##### Available records

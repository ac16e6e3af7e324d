//! Deterministic orchestration tests
//!
//! These use FakeGateway to verify the two-call flow without any network.

use pitch_common::{ConversationTurn, LlmConfig, Warmth};
use pitchd::gateway::{FakeGateway, FakeGatewayBuilder, GatewayError};
use pitchd::orchestrator::RoleplayOrchestrator;
use std::sync::Arc;

fn turn(round: u32, transcript: &str) -> ConversationTurn {
    ConversationTurn {
        round,
        user_transcript: transcript.to_string(),
        prospect_name: "Dave".to_string(),
        prospect_type: "HVAC contractor".to_string(),
        prospect_context: "Family business, 12 technicians, busy summers".to_string(),
        ..Default::default()
    }
}

fn orchestrator(gateway: Arc<FakeGateway>) -> RoleplayOrchestrator {
    RoleplayOrchestrator::new(gateway, &LlmConfig::default())
}

#[tokio::test]
async fn test_reply_call_uses_persona_prompt_and_reply_sampling() {
    let gateway = Arc::new(
        FakeGatewayBuilder::new()
            .reply("Winters are slow, sure.")
            .reply(r#"{"warmth": "COOL"}"#)
            .build(),
    );
    orchestrator(gateway.clone())
        .respond(&turn(2, "How do you fill the calendar in winter?"))
        .await
        .unwrap();

    let requests = gateway.requests();
    assert_eq!(requests.len(), 2);

    let reply = &requests[0];
    assert_eq!(reply.model, "llama-3.1-70b-versatile");
    assert_eq!(reply.max_tokens, 200);
    assert!((reply.temperature - 0.7).abs() < f32::EPSILON);
    assert_eq!(reply.messages.len(), 2);
    assert_eq!(reply.messages[0].role, "system");
    assert!(reply.messages[0]
        .content
        .starts_with("You are roleplaying as Dave, a HVAC contractor."));
    assert!(reply.messages[0].content.contains("round 2"));
    assert_eq!(
        reply.messages[1].content,
        "Salesperson says: How do you fill the calendar in winter?"
    );
}

#[tokio::test]
async fn test_evaluation_call_embeds_reply_and_uses_eval_sampling() {
    let gateway = Arc::new(
        FakeGatewayBuilder::new()
            .reply("Winters are slow, sure.")
            .reply(r#"{"warmth": "COOL"}"#)
            .build(),
    );
    orchestrator(gateway.clone())
        .respond(&turn(2, "How do you fill the calendar in winter?"))
        .await
        .unwrap();

    let eval = &gateway.requests()[1];
    assert_eq!(eval.max_tokens, 500);
    assert!((eval.temperature - 0.3).abs() < f32::EPSILON);
    assert_eq!(eval.messages.len(), 1);
    assert_eq!(eval.messages[0].role, "user");
    assert!(eval.messages[0]
        .content
        .contains(r#"Prospect responded: "Winters are slow, sure.""#));
    assert!(eval.messages[0].content.contains("Prospect type: HVAC contractor"));
    assert!(eval.messages[0].content.contains("Round: 2"));
}

#[tokio::test]
async fn test_response_assembled_from_both_calls() {
    let gateway = Arc::new(
        FakeGatewayBuilder::new()
            .reply("That's exactly our problem. How would you help with that?")
            .reply(
                r#"{"uncoveredPain": true, "createdUrgency": true, "establishedCredibility": false,
                   "gotPull": true, "warmth": "HOT", "feedback": ["Nice", "Add a case study"]}"#,
            )
            .build(),
    );
    let response = orchestrator(gateway)
        .respond(&turn(3, "What does an empty truck day cost you?"))
        .await
        .unwrap();

    assert_eq!(
        response.response,
        "That's exactly our problem. How would you help with that?"
    );
    assert!(response.got_pull);
    assert_eq!(response.warmth, Warmth::Hot);
    assert!(response.evaluation.uncovered_pain);
    assert!(response.evaluation.created_urgency);
    assert!(!response.evaluation.established_credibility);
    assert_eq!(response.evaluation.feedback, vec!["Nice", "Add a case study"]);
}

#[tokio::test]
async fn test_reply_failure_skips_evaluation() {
    let gateway = Arc::new(FakeGateway::failing(GatewayError::MissingApiKey));
    let err = orchestrator(gateway.clone())
        .respond(&turn(1, "Hi, I sell websites"))
        .await
        .unwrap_err();

    assert_eq!(err, GatewayError::MissingApiKey);
    assert_eq!(gateway.call_count(), 1);
}

#[tokio::test]
async fn test_evaluation_failure_keeps_reply() {
    let gateway = Arc::new(
        FakeGatewayBuilder::new()
            .reply("Not interested.")
            .fail(GatewayError::Provider {
                status: 503,
                body: "over capacity".to_string(),
            })
            .build(),
    );
    let response = orchestrator(gateway)
        .respond(&turn(1, "Hi, I sell websites"))
        .await
        .unwrap();

    assert_eq!(response.response, "Not interested.");
    assert!(!response.got_pull);
    assert_eq!(response.warmth, Warmth::Cold);
    assert_eq!(
        response.evaluation.feedback[0],
        "Error evaluating conversation: Model provider returned error 503: over capacity"
    );
}

#[tokio::test]
async fn test_each_turn_is_independent() {
    let gateway = Arc::new(FakeGateway::always(r#"{"warmth": "WARM"}"#));
    let orchestrator = orchestrator(gateway.clone());

    let first = orchestrator.respond(&turn(1, "one")).await.unwrap();
    let second = orchestrator.respond(&turn(1, "one")).await.unwrap();

    assert_eq!(first, second);
    assert_eq!(gateway.call_count(), 4);
    let requests = gateway.requests();
    assert_eq!(requests[0], requests[2]);
    assert_eq!(requests[1], requests[3]);
}
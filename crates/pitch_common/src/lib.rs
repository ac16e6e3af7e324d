//! Shared types and logic for the pitchd sales-roleplay backend.
//!
//! Everything here is I/O free apart from config-file loading: wire types,
//! the two prompt templates and the evaluation parser.

pub mod config;
pub mod error;
pub mod evaluation;
pub mod prompts;
pub mod schemas;

pub use config::{LlmConfig, PitchConfig, ServerConfig};
pub use error::EvaluationError;
pub use evaluation::{parse_evaluation, strip_code_fence, try_parse_evaluation};
pub use prompts::{
    evaluator_messages, evaluator_prompt, persona_messages, persona_prompt, salesperson_message,
};
pub use schemas::{
    ChatChoice, ChatCompletionRequest, ChatCompletionResponse, ChatMessage, ChatReply,
    ConversationTurn, ErrorResponse, Evaluation, EvaluationSummary, GenerateResponse,
    HealthResponse, Warmth, FALLBACK_HINT,
};
//! Prompt templates for the prospect persona and the sales-trainer grader.
//!
//! Pure string rendering: no validation, empty fields render as empty text.

use crate::schemas::{ChatMessage, ConversationTurn};

/// System prompt that puts the model in character as the prospect.
///
/// Guardedness drops across rounds 1, 2 and 3+; the model is only allowed to
/// "pull" once real pain has been uncovered.
pub fn persona_prompt(turn: &ConversationTurn) -> String {
    format!(
        r#"You are roleplaying as {name}, a {kind}.

Context: {context}

You are in a sales conversation with a web designer. This is round {round} of the conversation.

Your behavior should be realistic and challenging:
- Round 1: You're skeptical. The salesperson hasn't earned your trust yet. Give vague, guarded responses.
- Round 2: If they ask good discovery questions, open up a bit. Mention your challenges but don't volunteer solutions yet.
- Round 3+: If they've uncovered your real pain and shown they understand your business, you become interested and ask them what they would suggest.

Key traits:
- You're busy and won't tolerate generic pitches
- You want to understand WHY you should care, not just WHAT they're selling
- You only "pull" (ask for their solution) when they've proven they understand your business problem
- You're realistic - you mention trade shows, referrals, and current challenges naturally

IMPORTANT:
- If the salesperson asks good discovery questions about your buyers, competitors, or pain points, respond positively
- If they jump to solutions without understanding your problem, give them a brush-off
- Only ask "What would you suggest?" or "How would you help with that?" if they've truly uncovered urgent pain
- Keep responses to 2-3 sentences maximum

Respond ONLY as the prospect. Do not break character.
"#,
        name = turn.prospect_name,
        kind = turn.prospect_type,
        context = turn.prospect_context,
        round = turn.round,
    )
}

/// User message carrying what the salesperson just said.
pub fn salesperson_message(turn: &ConversationTurn) -> String {
    format!("Salesperson says: {}", turn.user_transcript)
}

/// Grader prompt asking for a bare JSON object with the evaluation fields.
pub fn evaluator_prompt(turn: &ConversationTurn, prospect_reply: &str) -> String {
    format!(
        r#"You are a sales trainer evaluating a sales conversation.

Prospect type: {kind}
Round: {round}

Salesperson said: "{transcript}"
Prospect responded: "{reply}"

Evaluate the salesperson's performance on these criteria:

1. Did they uncover REAL pain (not just surface-level problems)?
2. Did they create URGENCY (help prospect see cost of inaction)?
3. Did they establish CREDIBILITY (show they understand the business)?
4. Did the prospect "PULL" (ask for a solution/proposal)?

Provide evaluation in this EXACT JSON format:
{{
  "uncoveredPain": true/false,
  "createdUrgency": true/false,
  "establishedCredibility": true/false,
  "gotPull": true/false,
  "warmth": "HOT/WARM/COOL/COLD",
  "feedback": [
    "Specific feedback point 1",
    "Specific feedback point 2",
    "Specific feedback point 3"
  ]
}}

Warmth guide:
- HOT: Prospect is asking for solution, ready to move forward
- WARM: Prospect acknowledges pain and is engaged, but not ready yet
- COOL: Prospect is polite but not seeing urgent need
- COLD: Prospect is dismissive or giving brush-offs

Return ONLY the JSON, no other text."#,
        kind = turn.prospect_type,
        round = turn.round,
        transcript = turn.user_transcript,
        reply = prospect_reply,
    )
}

/// Messages for the persona call: system prompt, then the salesperson line.
pub fn persona_messages(turn: &ConversationTurn) -> Vec<ChatMessage> {
    vec![
        ChatMessage::system(persona_prompt(turn)),
        ChatMessage::user(salesperson_message(turn)),
    ]
}

/// Messages for the evaluation call: the grader prompt as a single user turn.
pub fn evaluator_messages(turn: &ConversationTurn, prospect_reply: &str) -> Vec<ChatMessage> {
    vec![ChatMessage::user(evaluator_prompt(turn, prospect_reply))]
}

##########

### Problem to work on
Could you return all lines from the records that include the word "them"?

### Your solution
- Round 3+: If they've uncovered your real pain and shown they understand your business, you become interested and ask them what they would suggest.
- If they jump to solutions without understanding your problem, give them a brush-off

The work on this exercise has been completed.